# [Work to be completed]
How many lines in these records include the string "domain"? Reply with that number alone.

Exercise material: Begin

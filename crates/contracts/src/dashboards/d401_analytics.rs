use serde::{Deserialize, Serialize};

/// Reporting window selector for the analytics tab.
#[derive(Debug, Clone, Copy, PartialEq, Eq, Serialize, Deserialize)]
#[serde(rename_all = "camelCase")]
pub enum AnalyticsPeriod {
    Last7Days,
    Last30Days,
    Last90Days,
}

impl AnalyticsPeriod {
    pub fn query_value(&self) -> &'static str {
        match self {
            AnalyticsPeriod::Last7Days => "7d",
            AnalyticsPeriod::Last30Days => "30d",
            AnalyticsPeriod::Last90Days => "90d",
        }
    }

    pub fn label(&self) -> &'static str {
        match self {
            AnalyticsPeriod::Last7Days => "7 days",
            AnalyticsPeriod::Last30Days => "30 days",
            AnalyticsPeriod::Last90Days => "90 days",
        }
    }

    pub const ALL: [AnalyticsPeriod; 3] = [
        AnalyticsPeriod::Last7Days,
        AnalyticsPeriod::Last30Days,
        AnalyticsPeriod::Last90Days,
    ];
}

#[derive(Debug, Clone, PartialEq, Serialize, Deserialize)]
#[serde(rename_all = "camelCase")]
pub struct AnalyticsSummary {
    /// Mean competitor-vs-shop price gap over mapped products, percent.
    pub avg_price_gap_percent: f64,
    pub products_above_market: u64,
    pub products_below_market: u64,
    pub reprice_events: u64,
    /// Currency of the averaged price series.
    pub currency: String,
}

/// One day of the aggregated price history series.
#[derive(Debug, Clone, PartialEq, Serialize, Deserialize)]
#[serde(rename_all = "camelCase")]
pub struct PricePoint {
    pub date: chrono::NaiveDate,
    pub avg_shop_price: f64,
    pub avg_competitor_price: f64,
}
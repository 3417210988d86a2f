//! Tab content registry - the single mapping from tab key to view.

use leptos::prelude::*;

use crate::dashboards::d400_overview::OverviewDashboard;
use crate::dashboards::d401_analytics::AnalyticsDashboard;
use crate::domain::a101_shop_product::ui::ShopProductList;
use crate::domain::a102_competitor_product::ui::CompetitorProductList;
use crate::domain::a103_supplier_product::ui::SupplierProductList;
use crate::domain::a104_product_mapping::ui::ProductMappingList;
use crate::domain::a105_price_plan::ui::PricePlanList;
use crate::layout::tabs::TabKey;
use crate::system::settings::ui::SettingsPage;

/// Build the content view for a tab key.
pub fn render_tab_content(key: TabKey) -> AnyView {
    match key {
        TabKey::Dashboard => view! { <OverviewDashboard /> }.into_any(),
        TabKey::Products => view! { <ShopProductList /> }.into_any(),
        TabKey::PricePlans => view! { <PricePlanList /> }.into_any(),
        TabKey::Mappings => view! { <ProductMappingList /> }.into_any(),
        TabKey::Competitors => view! { <CompetitorProductList /> }.into_any(),
        TabKey::Suppliers => view! { <SupplierProductList /> }.into_any(),
        TabKey::Settings => view! { <SettingsPage /> }.into_any(),
        TabKey::Analytics => view! { <AnalyticsDashboard /> }.into_any(),
    }
}
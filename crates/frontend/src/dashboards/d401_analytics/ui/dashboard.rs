use contracts::dashboards::d401_analytics::{AnalyticsPeriod, AnalyticsSummary, PricePoint};
use leptos::prelude::*;

use super::super::api;
use crate::layout::global_context::AppGlobalContext;
use crate::shared::components::stat_card::StatCard;
use crate::shared::components::table::{placeholder_colspan, ColumnSpec, TableMessage};
use crate::shared::format::{format_date, format_percent, format_price};
use crate::shared::icons::icon;

const HISTORY_COLUMNS: [ColumnSpec; 3] = [
    ColumnSpec::text("date", "Date"),
    ColumnSpec::numeric("shop", "Avg shop price"),
    ColumnSpec::numeric("competitor", "Avg competitor price"),
];

/// Analytics tab: market-position summary and the aggregated price
/// history for a selectable period. Both resources load concurrently.
#[component]
pub fn AnalyticsDashboard() -> impl IntoView {
    let ctx = use_context::<AppGlobalContext>().expect("AppGlobalContext context not found");

    let (period, set_period) = signal(AnalyticsPeriod::Last30Days);
    let (summary, set_summary) = signal(Option::<AnalyticsSummary>::None);
    let (history, set_history) = signal(Vec::<PricePoint>::new());
    let (is_loading, set_is_loading) = signal(true);
    let (error, set_error) = signal(Option::<String>::None);

    let load = move || {
        set_is_loading.set(true);
        set_error.set(None);
        let selected = period.get_untracked();
        let token = ctx.nav_token();
        leptos::task::spawn_local(async move {
            let (summary_result, history_result) = futures::future::join(
                api::fetch_summary(selected),
                api::fetch_price_history(selected),
            )
            .await;
            if !ctx.accepts(token) {
                return;
            }
            // a stale period response must not overwrite a newer selection
            if period.get_untracked() != selected {
                return;
            }
            match (summary_result, history_result) {
                (Ok(s), Ok(h)) => {
                    set_summary.set(Some(s));
                    set_history.set(h);
                }
                (Err(e), _) | (_, Err(e)) => {
                    set_summary.set(None);
                    set_history.set(Vec::new());
                    set_error.set(Some(e));
                }
            }
            set_is_loading.set(false);
        });
    };
    load();

    let stat = move |pick: fn(&AnalyticsSummary) -> String| {
        Signal::derive(move || summary.get().map(|s| pick(&s)))
    };

    let colspan = placeholder_colspan(&HISTORY_COLUMNS, false);

    view! {
        <div class="dashboard">
            <div class="toolbar">
                <h2 class="section-title">"Analytics"</h2>
                <select
                    class="select"
                    on:change=move |ev| {
                        let value = event_target_value(&ev);
                        let selected = AnalyticsPeriod::ALL
                            .iter()
                            .copied()
                            .find(|p| p.query_value() == value)
                            .unwrap_or(AnalyticsPeriod::Last30Days);
                        set_period.set(selected);
                        load();
                    }
                >
                    {AnalyticsPeriod::ALL
                        .iter()
                        .map(|p| {
                            let selected = *p == AnalyticsPeriod::Last30Days;
                            view! {
                                <option value=p.query_value() selected=selected>
                                    {p.label()}
                                </option>
                            }
                        })
                        .collect::<Vec<_>>()}
                </select>
                <button class="button button--secondary" on:click=move |_| load()>
                    {icon("refresh")}
                    "Refresh"
                </button>
            </div>

            {move || {
                error
                    .get()
                    .map(|e| view! { <div class="section-error">{format!("Error: {e}")}</div> })
            }}

            <div class="stat-grid">
                <StatCard
                    label="Avg price gap"
                    icon_name="activity"
                    value=stat(|s| format_percent(s.avg_price_gap_percent))
                />
                <StatCard
                    label="Above market"
                    icon_name="bar-chart"
                    value=stat(|s| s.products_above_market.to_string())
                    subtitle="competitor asks more"
                />
                <StatCard
                    label="Below market"
                    icon_name="bar-chart"
                    value=stat(|s| s.products_below_market.to_string())
                    subtitle="competitor asks less"
                />
                <StatCard
                    label="Reprices"
                    icon_name="tag"
                    value=stat(|s| s.reprice_events.to_string())
                />
            </div>

            <h3 class="section-title">"Price history"</h3>
            <div class="table-scroll">
                <table class="table">
                    <thead>
                        <tr>
                            <th class="table__header">"Date"</th>
                            <th class="table__header table__header--numeric">"Avg shop price"</th>
                            <th class="table__header table__header--numeric">
                                "Avg competitor price"
                            </th>
                        </tr>
                    </thead>
                    <tbody>
                        {move || {
                            if is_loading.get() {
                                return view! {
                                    <TableMessage colspan=colspan text="Loading..." />
                                }
                                .into_any();
                            }
                            if let Some(e) = error.get() {
                                return view! {
                                    <TableMessage colspan=colspan text=format!("Error: {e}") error=true />
                                }
                                .into_any();
                            }
                            let points = history.get();
                            if points.is_empty() {
                                return view! {
                                    <TableMessage colspan=colspan text="No data for this period" />
                                }
                                .into_any();
                            }
                            let currency = summary
                                .get()
                                .map(|s| s.currency)
                                .unwrap_or_default();
                            points
                                .into_iter()
                                .map(|point| {
                                    view! {
                                        <tr class="table__row">
                                            <td>{format_date(&point.date)}</td>
                                            <td class="table__cell--numeric">
                                                {format_price(point.avg_shop_price, &currency)}
                                            </td>
                                            <td class="table__cell--numeric">
                                                {format_price(point.avg_competitor_price, &currency)}
                                            </td>
                                        </tr>
                                    }
                                })
                                .collect::<Vec<_>>()
                                .into_any()
                        }}
                    </tbody>
                </table>
            </div>
        </div>
    }
}
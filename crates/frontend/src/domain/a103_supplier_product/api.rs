use contracts::domain::a103_supplier_product::{
    PriceUpdateRequest, PriceUpdateResult, SupplierProduct, SupplierProductId,
    SupplierScanTriggered,
};

use crate::shared::api::{get_json, post_json};

pub async fn fetch_supplier_products() -> Result<Vec<SupplierProduct>, String> {
    get_json("/api/v1/suppliers/products").await
}

/// Recompute shop prices from the selected supplier rows. Partial success
/// is expected; the result carries both counts.
pub async fn trigger_price_update(
    product_ids: Vec<SupplierProductId>,
) -> Result<PriceUpdateResult, String> {
    post_json("/api/v1/suppliers/price-update", &PriceUpdateRequest { product_ids }).await
}

/// Queue a full supplier catalog scan.
pub async fn trigger_scan() -> Result<SupplierScanTriggered, String> {
    post_json("/api/v1/suppliers/scan", &serde_json::json!({})).await
}
pub mod aggregate;
pub mod request;

pub use aggregate::{MappingKind, ProductMapping, ProductMappingId, SourceOption};
pub use request::CreateMappingRequest;
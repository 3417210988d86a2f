use contracts::domain::a101_shop_product::{
    ProductOption, ShopProduct, ShopProductDetail, ShopProductId,
};
use leptos::prelude::{GetUntracked, Set};
use wasm_bindgen::JsCast;
use web_sys::{Request, RequestInit, RequestMode, Response};

use crate::layout::global_context::AppGlobalContext;
use crate::shared::api_utils::api_url;

async fn get_text(path: &str) -> Result<String, String> {
    let opts = RequestInit::new();
    opts.set_method("GET");
    opts.set_mode(RequestMode::Cors);

    let request =
        Request::new_with_str_and_init(&api_url(path), &opts).map_err(|e| format!("{e:?}"))?;
    request
        .headers()
        .set("Accept", "application/json")
        .map_err(|e| format!("{e:?}"))?;

    let window = web_sys::window().ok_or_else(|| "no window".to_string())?;
    let resp_value = wasm_bindgen_futures::JsFuture::from(window.fetch_with_request(&request))
        .await
        .map_err(|e| format!("{e:?}"))?;
    let resp: Response = resp_value.dyn_into().map_err(|e| format!("{e:?}"))?;

    if !resp.ok() {
        return Err(format!("HTTP {}", resp.status()));
    }

    let text = wasm_bindgen_futures::JsFuture::from(resp.text().map_err(|e| format!("{e:?}"))?)
        .await
        .map_err(|e| format!("{e:?}"))?;
    text.as_string().ok_or_else(|| "bad text".to_string())
}

pub async fn fetch_products() -> Result<Vec<ShopProduct>, String> {
    let text = get_text("/api/v1/products").await?;
    serde_json::from_str(&text).map_err(|e| format!("{e}"))
}

pub async fn fetch_product_detail(id: ShopProductId) -> Result<ShopProductDetail, String> {
    let text = get_text(&format!("/api/v1/products/{id}")).await?;
    serde_json::from_str(&text).map_err(|e| format!("{e}"))
}

/// Slim option list for pickers and mapping cross-references. Fetched at
/// most once per page life; later callers get the memoized copy.
pub async fn ensure_product_options(ctx: AppGlobalContext) -> Result<Vec<ProductOption>, String> {
    if let Some(cached) = ctx.product_options.get_untracked() {
        return Ok(cached);
    }
    let text = get_text("/api/v1/products/options").await?;
    let options: Vec<ProductOption> = serde_json::from_str(&text).map_err(|e| format!("{e}"))?;
    ctx.product_options.set(Some(options.clone()));
    Ok(options)
}
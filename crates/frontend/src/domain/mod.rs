pub mod a101_shop_product;
pub mod a102_competitor_product;
pub mod a103_supplier_product;
pub mod a104_product_mapping;
pub mod a105_price_plan;
use contracts::domain::a102_competitor_product::CompetitorProduct;
use contracts::domain::a106_scan_log::{ScanLog, ScanOutcome};
use leptos::prelude::*;

use super::super::api;
use crate::shared::components::modal::Modal;
use crate::shared::format::{format_datetime, format_datetime_opt};

fn outcome_class(outcome: ScanOutcome) -> &'static str {
    match outcome {
        ScanOutcome::Success => "badge badge--success",
        ScanOutcome::Partial => "badge badge--warning",
        ScanOutcome::Failed => "badge badge--error",
        ScanOutcome::Running => "badge",
    }
}

/// Read-only scan history for one competitor listing.
#[component]
pub fn ScanLogModal(product: CompetitorProduct, on_close: Callback<()>) -> impl IntoView {
    let (logs, set_logs) = signal(Option::<Vec<ScanLog>>::None);
    let (error, set_error) = signal(Option::<String>::None);

    let title = format!("Scan history: {}", product.title);
    let product_id = product.id;
    let source = product.source.clone();

    leptos::task::spawn_local(async move {
        match api::fetch_scan_logs(product_id, &source).await {
            Ok(data) => set_logs.set(Some(data)),
            Err(e) => set_error.set(Some(e)),
        }
    });

    view! {
        <Modal title=title on_close=on_close>
            {move || {
                if let Some(e) = error.get() {
                    return view! { <div class="detail-error">{format!("Error: {e}")}</div> }
                        .into_any();
                }
                match logs.get() {
                    None => view! { <div class="detail-loading">"Loading..."</div> }.into_any(),
                    Some(entries) if entries.is_empty() => {
                        view! { <div class="detail-loading">"No scans recorded yet"</div> }
                            .into_any()
                    }
                    Some(entries) => view! {
                        <table class="table table--compact">
                            <thead>
                                <tr>
                                    <th class="table__header">"Started"</th>
                                    <th class="table__header">"Finished"</th>
                                    <th class="table__header">"Outcome"</th>
                                    <th class="table__header table__header--numeric">"Scanned"</th>
                                    <th class="table__header table__header--numeric">"Failed"</th>
                                    <th class="table__header">"Message"</th>
                                </tr>
                            </thead>
                            <tbody>
                                {entries
                                    .iter()
                                    .map(|log| {
                                        view! {
                                            <tr>
                                                <td>{format_datetime(&log.started_at)}</td>
                                                <td>{format_datetime_opt(log.finished_at.as_ref())}</td>
                                                <td>
                                                    <span class=outcome_class(log.outcome)>
                                                        {log.outcome.label()}
                                                    </span>
                                                </td>
                                                <td class="table__cell--numeric">{log.items_scanned}</td>
                                                <td class="table__cell--numeric">{log.items_failed}</td>
                                                <td>
                                                    {log.message.clone().unwrap_or_else(|| "-".to_string())}
                                                </td>
                                            </tr>
                                        }
                                    })
                                    .collect::<Vec<_>>()}
                            </tbody>
                        </table>
                    }
                    .into_any(),
                }
            }}
        </Modal>
    }
}
pub mod aggregate;

pub use aggregate::{ProductOption, ShopProduct, ShopProductDetail, ShopProductId, ShopVariant};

Exercise material: End

# [Response area]
11